■ **ACTIVITY**: Here are the records. Write out exactly the lines between the one holding "repository aaa1f3b5f9f97464" and the one holding "number is taken", inclusive.

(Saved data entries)

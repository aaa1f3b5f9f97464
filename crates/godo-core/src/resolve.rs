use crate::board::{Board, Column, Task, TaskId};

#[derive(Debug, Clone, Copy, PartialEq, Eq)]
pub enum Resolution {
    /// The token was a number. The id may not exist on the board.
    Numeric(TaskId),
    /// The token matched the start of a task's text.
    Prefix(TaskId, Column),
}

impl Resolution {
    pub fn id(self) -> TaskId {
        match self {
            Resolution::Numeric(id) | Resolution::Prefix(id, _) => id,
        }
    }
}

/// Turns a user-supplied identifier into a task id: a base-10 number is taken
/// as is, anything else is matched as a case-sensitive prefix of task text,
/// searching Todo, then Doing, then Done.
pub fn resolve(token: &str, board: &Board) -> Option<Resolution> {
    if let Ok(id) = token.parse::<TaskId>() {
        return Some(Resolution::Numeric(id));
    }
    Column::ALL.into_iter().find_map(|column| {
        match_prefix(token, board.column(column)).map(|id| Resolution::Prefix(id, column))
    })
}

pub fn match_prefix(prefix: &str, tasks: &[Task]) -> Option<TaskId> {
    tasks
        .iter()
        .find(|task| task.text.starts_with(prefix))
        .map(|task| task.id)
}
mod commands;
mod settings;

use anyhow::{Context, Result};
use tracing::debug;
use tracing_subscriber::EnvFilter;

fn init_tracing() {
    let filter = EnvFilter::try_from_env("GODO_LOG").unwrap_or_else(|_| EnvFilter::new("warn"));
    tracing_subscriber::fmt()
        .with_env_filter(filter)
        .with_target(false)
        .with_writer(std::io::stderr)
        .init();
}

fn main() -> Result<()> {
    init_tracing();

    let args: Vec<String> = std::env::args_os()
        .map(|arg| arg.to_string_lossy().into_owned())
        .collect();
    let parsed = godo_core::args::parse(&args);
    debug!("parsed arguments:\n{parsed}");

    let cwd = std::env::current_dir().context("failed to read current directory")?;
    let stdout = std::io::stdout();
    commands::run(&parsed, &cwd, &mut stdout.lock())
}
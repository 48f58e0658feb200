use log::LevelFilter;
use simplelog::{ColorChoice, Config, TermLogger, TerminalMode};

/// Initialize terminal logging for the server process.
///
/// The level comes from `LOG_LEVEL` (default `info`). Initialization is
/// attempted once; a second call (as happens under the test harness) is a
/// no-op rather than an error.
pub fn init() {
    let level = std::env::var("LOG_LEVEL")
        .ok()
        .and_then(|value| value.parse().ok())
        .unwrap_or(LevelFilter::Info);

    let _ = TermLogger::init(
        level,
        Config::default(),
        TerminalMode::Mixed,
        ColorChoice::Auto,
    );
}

...

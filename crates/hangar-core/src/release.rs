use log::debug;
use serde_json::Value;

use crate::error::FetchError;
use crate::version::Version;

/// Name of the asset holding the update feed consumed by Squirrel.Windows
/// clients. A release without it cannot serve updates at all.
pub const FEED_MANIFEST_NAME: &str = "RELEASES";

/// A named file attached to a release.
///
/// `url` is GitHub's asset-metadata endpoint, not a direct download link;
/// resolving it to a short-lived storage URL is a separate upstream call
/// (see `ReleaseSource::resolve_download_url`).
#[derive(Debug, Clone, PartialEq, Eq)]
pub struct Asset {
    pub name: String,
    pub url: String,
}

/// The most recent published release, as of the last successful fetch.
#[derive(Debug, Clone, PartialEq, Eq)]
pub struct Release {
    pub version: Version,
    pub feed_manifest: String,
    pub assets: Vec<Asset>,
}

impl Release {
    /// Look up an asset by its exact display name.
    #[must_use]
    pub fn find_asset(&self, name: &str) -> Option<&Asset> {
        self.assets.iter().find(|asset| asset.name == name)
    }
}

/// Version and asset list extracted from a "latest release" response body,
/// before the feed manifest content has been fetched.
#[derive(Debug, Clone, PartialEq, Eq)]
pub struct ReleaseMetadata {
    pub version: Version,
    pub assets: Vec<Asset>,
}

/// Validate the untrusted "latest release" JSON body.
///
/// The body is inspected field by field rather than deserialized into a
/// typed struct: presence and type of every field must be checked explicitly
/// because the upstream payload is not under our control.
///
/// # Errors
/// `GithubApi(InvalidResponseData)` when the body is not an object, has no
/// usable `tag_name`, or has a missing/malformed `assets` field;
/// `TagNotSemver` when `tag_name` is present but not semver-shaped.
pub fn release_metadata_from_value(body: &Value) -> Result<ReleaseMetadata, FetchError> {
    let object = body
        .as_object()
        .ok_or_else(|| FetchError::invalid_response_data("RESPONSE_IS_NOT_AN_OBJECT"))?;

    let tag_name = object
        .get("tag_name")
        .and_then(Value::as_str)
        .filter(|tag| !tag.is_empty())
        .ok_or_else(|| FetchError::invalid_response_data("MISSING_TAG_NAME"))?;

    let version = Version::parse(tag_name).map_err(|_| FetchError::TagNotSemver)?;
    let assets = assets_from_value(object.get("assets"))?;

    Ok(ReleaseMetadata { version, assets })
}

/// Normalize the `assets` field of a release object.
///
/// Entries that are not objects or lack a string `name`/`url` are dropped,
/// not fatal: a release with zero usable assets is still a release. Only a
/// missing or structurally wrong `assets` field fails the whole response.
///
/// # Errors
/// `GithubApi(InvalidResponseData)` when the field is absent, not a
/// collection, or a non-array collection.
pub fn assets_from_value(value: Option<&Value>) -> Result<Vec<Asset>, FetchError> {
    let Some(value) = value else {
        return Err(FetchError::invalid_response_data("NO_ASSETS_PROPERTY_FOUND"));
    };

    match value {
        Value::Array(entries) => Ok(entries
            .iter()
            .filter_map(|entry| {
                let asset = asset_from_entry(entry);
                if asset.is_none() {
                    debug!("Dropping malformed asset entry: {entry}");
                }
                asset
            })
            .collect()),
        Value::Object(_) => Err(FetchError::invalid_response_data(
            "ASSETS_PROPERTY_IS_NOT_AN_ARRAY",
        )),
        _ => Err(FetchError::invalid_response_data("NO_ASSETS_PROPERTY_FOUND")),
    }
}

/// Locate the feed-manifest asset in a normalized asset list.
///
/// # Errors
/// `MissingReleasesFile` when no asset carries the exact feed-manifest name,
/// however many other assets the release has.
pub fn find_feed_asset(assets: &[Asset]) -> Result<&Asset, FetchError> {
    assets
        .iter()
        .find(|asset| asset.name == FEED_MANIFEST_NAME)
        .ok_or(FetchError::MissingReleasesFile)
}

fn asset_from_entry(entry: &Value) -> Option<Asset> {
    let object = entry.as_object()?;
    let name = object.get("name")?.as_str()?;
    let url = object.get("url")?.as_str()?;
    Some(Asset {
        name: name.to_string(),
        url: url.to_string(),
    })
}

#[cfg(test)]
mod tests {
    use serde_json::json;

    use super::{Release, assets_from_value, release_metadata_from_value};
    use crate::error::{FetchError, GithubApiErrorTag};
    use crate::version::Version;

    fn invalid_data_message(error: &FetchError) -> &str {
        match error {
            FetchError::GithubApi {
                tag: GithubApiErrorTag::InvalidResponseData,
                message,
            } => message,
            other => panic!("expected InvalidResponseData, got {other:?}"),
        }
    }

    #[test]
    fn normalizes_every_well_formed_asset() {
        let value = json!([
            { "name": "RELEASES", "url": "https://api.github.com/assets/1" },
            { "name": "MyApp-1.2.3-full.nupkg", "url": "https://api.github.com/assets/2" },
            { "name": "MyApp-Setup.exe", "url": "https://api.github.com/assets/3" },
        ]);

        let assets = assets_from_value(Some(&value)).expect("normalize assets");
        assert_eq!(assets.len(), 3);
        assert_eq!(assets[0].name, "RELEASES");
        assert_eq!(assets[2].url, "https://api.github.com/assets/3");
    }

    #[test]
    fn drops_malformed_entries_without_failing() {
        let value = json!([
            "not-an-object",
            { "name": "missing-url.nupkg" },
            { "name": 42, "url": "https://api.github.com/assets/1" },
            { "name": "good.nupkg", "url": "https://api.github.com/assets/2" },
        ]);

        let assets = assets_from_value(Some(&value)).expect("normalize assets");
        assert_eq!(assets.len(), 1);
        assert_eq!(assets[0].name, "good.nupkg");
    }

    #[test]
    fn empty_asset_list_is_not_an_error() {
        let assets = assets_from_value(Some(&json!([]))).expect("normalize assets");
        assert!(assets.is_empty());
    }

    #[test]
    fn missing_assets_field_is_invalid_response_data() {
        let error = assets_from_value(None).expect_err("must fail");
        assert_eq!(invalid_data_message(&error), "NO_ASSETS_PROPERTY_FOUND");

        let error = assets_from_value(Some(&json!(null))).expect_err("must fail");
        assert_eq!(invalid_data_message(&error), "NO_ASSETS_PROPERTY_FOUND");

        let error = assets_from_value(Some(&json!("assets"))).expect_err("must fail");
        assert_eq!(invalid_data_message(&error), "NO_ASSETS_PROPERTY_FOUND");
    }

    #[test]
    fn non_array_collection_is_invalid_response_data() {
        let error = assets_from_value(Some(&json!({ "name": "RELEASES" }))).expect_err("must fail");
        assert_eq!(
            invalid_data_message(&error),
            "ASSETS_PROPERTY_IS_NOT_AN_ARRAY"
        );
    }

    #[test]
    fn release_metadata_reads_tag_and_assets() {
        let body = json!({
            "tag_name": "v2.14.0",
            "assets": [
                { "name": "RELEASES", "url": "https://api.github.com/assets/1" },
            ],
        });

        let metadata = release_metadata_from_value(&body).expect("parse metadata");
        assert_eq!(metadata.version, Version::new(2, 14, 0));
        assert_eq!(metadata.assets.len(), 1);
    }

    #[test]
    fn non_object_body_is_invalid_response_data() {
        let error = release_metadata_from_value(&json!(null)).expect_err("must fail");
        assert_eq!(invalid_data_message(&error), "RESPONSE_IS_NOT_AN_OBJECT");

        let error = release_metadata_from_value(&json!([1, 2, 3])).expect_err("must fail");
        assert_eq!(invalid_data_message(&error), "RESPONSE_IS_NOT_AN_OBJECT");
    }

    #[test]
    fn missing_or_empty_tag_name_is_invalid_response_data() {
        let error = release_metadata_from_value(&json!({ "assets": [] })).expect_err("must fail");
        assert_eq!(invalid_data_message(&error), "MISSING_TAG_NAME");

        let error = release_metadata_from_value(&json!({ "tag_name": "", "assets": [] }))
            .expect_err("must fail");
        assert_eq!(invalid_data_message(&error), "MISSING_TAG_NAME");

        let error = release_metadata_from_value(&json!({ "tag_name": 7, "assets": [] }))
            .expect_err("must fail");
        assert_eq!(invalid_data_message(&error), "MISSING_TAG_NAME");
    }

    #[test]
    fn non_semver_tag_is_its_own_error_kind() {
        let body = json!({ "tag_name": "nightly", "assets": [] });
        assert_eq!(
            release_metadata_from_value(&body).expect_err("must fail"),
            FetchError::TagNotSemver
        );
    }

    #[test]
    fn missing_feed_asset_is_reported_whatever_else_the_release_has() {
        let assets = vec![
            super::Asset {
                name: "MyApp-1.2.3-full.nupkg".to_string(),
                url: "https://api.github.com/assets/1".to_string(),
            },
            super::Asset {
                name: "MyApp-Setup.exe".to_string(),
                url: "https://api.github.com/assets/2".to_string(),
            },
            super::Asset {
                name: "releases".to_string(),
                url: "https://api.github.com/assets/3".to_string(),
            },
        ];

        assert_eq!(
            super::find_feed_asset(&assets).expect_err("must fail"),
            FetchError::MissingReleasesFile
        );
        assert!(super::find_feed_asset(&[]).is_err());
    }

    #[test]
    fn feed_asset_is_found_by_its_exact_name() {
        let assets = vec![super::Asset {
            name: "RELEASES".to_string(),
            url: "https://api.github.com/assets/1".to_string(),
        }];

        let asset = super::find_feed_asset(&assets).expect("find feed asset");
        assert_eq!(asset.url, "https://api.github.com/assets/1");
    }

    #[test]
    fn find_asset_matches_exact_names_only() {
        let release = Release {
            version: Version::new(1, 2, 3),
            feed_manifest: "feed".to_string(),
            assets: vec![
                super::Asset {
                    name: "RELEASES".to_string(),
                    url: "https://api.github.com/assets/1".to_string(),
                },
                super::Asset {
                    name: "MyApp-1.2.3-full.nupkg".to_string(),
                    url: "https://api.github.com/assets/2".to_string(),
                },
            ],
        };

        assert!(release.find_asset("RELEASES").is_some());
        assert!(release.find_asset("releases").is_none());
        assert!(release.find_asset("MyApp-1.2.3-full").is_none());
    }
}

■ **SOLUTION**:
repository aaa1f3b5f9f97464
filename crates/godo-core/src/resolve.rs
use crate::board::{Board, Column, Task, TaskId};

#[derive(Debug, Clone, Copy, PartialEq, Eq)]
pub enum Resolution {
    /// The token was a number. The id may not exist on the board.
    Numeric(TaskId),
    /// The token matched the start of a task's text.
    Prefix(TaskId, Column),
}

impl Resolution {
    pub fn id(self) -> TaskId {
        match self {
            Resolution::Numeric(id) | Resolution::Prefix(id, _) => id,
        }
    }
}

/// Turns a user-supplied identifier into a task id: a base-10 number is taken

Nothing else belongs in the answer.